Accidents at sea

CRIEPI estimated the consequences of a radioactive release from irradiated nuclear fuel, high level waste, and plutonium due to the loss of the transport package into the deep ocean and into shallow seas off the north-east coast of Japan. In both cases it was assumed that no action was taken to recover the lost package. Submergence of the flask to a depth of 2500 m was assumed after loss into the deep ocean. Loss into shallow coastal waters was assumed to result in flask submergence to a depth of 200 m. Radioactive release into the deep ocean was conservatively modelled assuming that the release rate was controlled solely by leaching of radionuclides from the bulk material matrix with no credit taken for retardation of release by fuel rods, canisters, and/or the radioactive material package.
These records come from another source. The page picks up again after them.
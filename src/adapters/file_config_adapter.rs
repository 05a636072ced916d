//! INI file configuration adapter.

use crate::domain::error::TikrscopeError;
use crate::ports::config_port::ConfigPort;
use configparser::ini::Ini;
use std::path::Path;

pub struct FileConfigAdapter {
    config: Ini,
}

impl FileConfigAdapter {
    pub fn from_file<P: AsRef<Path>>(path: P) -> Result<Self, TikrscopeError> {
        let path = path.as_ref();
        let mut config = Ini::new();
        config
            .load(path)
            .map_err(|reason| TikrscopeError::ConfigParse {
                file: path.display().to_string(),
                reason,
            })?;
        Ok(Self { config })
    }

    pub fn from_string(content: &str) -> Result<Self, TikrscopeError> {
        let mut config = Ini::new();
        config
            .read(content.to_string())
            .map_err(|reason| TikrscopeError::ConfigParse {
                file: "<string>".to_string(),
                reason,
            })?;
        Ok(Self { config })
    }
}

impl ConfigPort for FileConfigAdapter {
    fn get_string(&self, section: &str, key: &str) -> Option<String> {
        self.config
            .get(section, key)
            .map(|v| v.trim().to_string())
            .filter(|v| !v.is_empty())
    }
}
For a radioactive release after a package had been submerged into shallow waters, any retarding effect of fuel cladding or canisters was neglected. Instead, leaching of radionuclides was assumed to cause the water in the package to become saturated by the radionuclides in the radioactive material being shipped; the release of radionuclides-saturated water from the flask was controlled by the buoyancy-driven flow of water that ran through the gap in the failed o-ring seal of the package.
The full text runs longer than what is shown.